Various techniques were applied to detect differentially expressed genes (DEGs) and proteins (DEPs), meaning global changes in gene activity and protein production caused by each mutation type compared to unaffected control cells.
Gene activity analysis found the number of DEGs for each CFTR mutation ranged from 416 in the I1234V mutant to 1304 in the N1303K mutant. The two class 2 mutations (F508del and N1303K) were markedly different from the other classes, with twice the number of DEGs than other CFTR mutations and sharing the highest proportion of DEGs — 73% with F508del and 65% with N1303K.
In comparison, all other mutations shared up to 30% of DEGs, of which about one-third (38 DEGs) were found across all gene mutation classes. There was also a considerable number of unique DEGs, ranging between 137 (G551D) and 329 (N1303K).
“Taken together, these results suggest that most changes detected at the [gene activity] level are more likely to be a consequence of the cell’s attempt to cope with changes in gene expression induced by each type of mutation than to represent a response to the actual loss-of-function of the CFTR [protein],” the researchers wrote.
Protein production analysis detected 340 DEPs on average, ranging from 282 to 443. The number of DEPs and DEGs was within a similar range, except for class 2 mutations with more than 1000 DEGs, the researchers noted. They found 36 of the 443 DEPs were common across all cell lines.
In addition, about 70% of DEPs from the N1303K mutation were in common with F508del, which was more than 40% higher than proteins shared with any of the other three mutations.
Combining gene activity and protein production data showed about 810 (97.3%) of the protein changes matched gene activity changes, which the researchers called “detected translated-transcripts” (Dtt). Correlation analysis found that 60% of the variability in protein levels was explained by the variability in gene activity.
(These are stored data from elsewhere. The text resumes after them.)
use std::path::Path;

use anyhow::Result;

use geom::Frame;
use hexsample::{export, source, GridOptions, HexGrid, RowStep, TileShape};
use hexutil::Timer;

pub fn options(clip_tiles: bool, standard_rows: bool) -> GridOptions {
    GridOptions {
        shape: if clip_tiles {
            TileShape::Clipped
        } else {
            TileShape::Whole
        },
        row_step: if standard_rows {
            RowStep::Standard
        } else {
            RowStep::Dense
        },
    }
}

pub fn run(
    boundary_path: String,
    boundary_frame: Option<String>,
    radius: f64,
    target_frame: String,
    opts: GridOptions,
    output: String,
) -> Result<()> {
    let mut timer = Timer::new("generate hex grid");
    let target = Frame::parse(&target_frame)?;
    let boundary_frame = boundary_frame.map(|x| Frame::parse(&x)).transpose()?;

    let boundary = source::load_boundary(&boundary_path, boundary_frame.as_ref(), &mut timer)?;
    let area = boundary.into_study_area(&target)?;
    let grid = HexGrid::generate_with_options(&area, radius, &target, opts)?;
    if grid.is_empty() {
        timer.warn("The grid is empty; writing an empty file anyway");
    }

    export::write_geojson(&grid.to_geojson(), Path::new(&output))?;
    info!("Wrote {} hexagons to {}", grid.len(), output);
    Ok(())
}
use anyhow::Result;

use hexsample::export::ExportOutcome;
use hexsample::pipeline::{self, PipelineOutcome};
use hexsample::{Config, RowStep, TileShape};
use hexutil::{prettyprint_usize, Timer};

/// Flags that replace whatever the config file says
pub struct Overrides {
    pub points: Option<String>,
    pub boundary: Option<String>,
    pub output_dir: Option<String>,
    pub radius: Option<f64>,
    pub min_year: Option<i64>,
    pub max_year: Option<i64>,
    pub target_frame: Option<String>,
    pub clip_tiles: bool,
    pub standard_rows: bool,
}

impl Overrides {
    fn apply(self, config: &mut Config) {
        if let Some(points) = self.points {
            config.points_path = points;
        }
        if let Some(boundary) = self.boundary {
            config.boundary_path = boundary;
        }
        if let Some(dir) = self.output_dir {
            config.output_dir = dir;
        }
        if let Some(radius) = self.radius {
            config.hexagon_radius_meters = radius;
        }
        if let Some(year) = self.min_year {
            config.min_year = year;
        }
        if let Some(year) = self.max_year {
            config.max_year = year;
        }
        if let Some(frame) = self.target_frame {
            config.target_frame = frame;
        }
        if self.clip_tiles {
            config.grid.shape = TileShape::Clipped;
        }
        if self.standard_rows {
            config.grid.row_step = RowStep::Standard;
        }
    }
}

pub fn run(config_path: Option<String>, overrides: Overrides) -> Result<()> {
    let mut config = match config_path {
        Some(path) => Config::load(&path)?,
        None => Config::default(),
    };
    overrides.apply(&mut config);

    let mut timer = Timer::new("sample points by hexagon");
    match pipeline::run(&config, &mut timer)? {
        PipelineOutcome::NoResults(stage) => {
            println!("Nothing to write: {}", stage);
        }
        PipelineOutcome::Completed(report) => {
            println!(
                "Kept {} of {} points across {} hexagons",
                prettyprint_usize(report.kept),
                prettyprint_usize(report.samples_in_study_area),
                prettyprint_usize(report.tiles)
            );
            println!("Wrote {}", report.csv_output.display());
            match report.points_output {
                ExportOutcome::Primary(path) => println!("Wrote {}", path.display()),
                ExportOutcome::Fallback {
                    path,
                    primary_error,
                } => {
                    println!(
                        "Wrote {} instead, because FlatGeobuf failed: {:#}",
                        path.display(),
                        primary_error
                    );
                }
                failed @ ExportOutcome::Failed { .. } => {
                    failed.into_result()?;
                }
            }
        }
    }
    Ok(())
}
‘Global changes observed correlate with the mutation class,’ researchers say
The team noted that differential expression was predominantly identified at the protein level, suggesting that changes in protein production affected by CFTR mutations are primarily due to regulatory processes occurring after proteins are made.
In contrast, class 2 mutations (F508del and N1303K) showed the highest number of linked gene-protein Dtts that were regulated at the genetic level. No Dtt was common to all mutations.
Regarding the Dtts shared by two or more cell lines, the biggest overlap occurred between F508del and N1303K — with 15 common Dtts, of which 13 were exclusive of this pair.
“This observation further supports the hypothesis that the global changes observed correlate with the mutation class,” the team wrote.
“The present study provides a global picture of the genes and proteins that are differentially expressed in human bronchial cells as a result of prototypical CFTR mutations,” the scientists wrote.
“Our work provides important new insights that extend beyond the molecular pathology of CF and CFTR [loss-of-function] to the global quest for the identification of molecular targets for genetic disorders using [gene activity] and [protein production] approaches,” they added.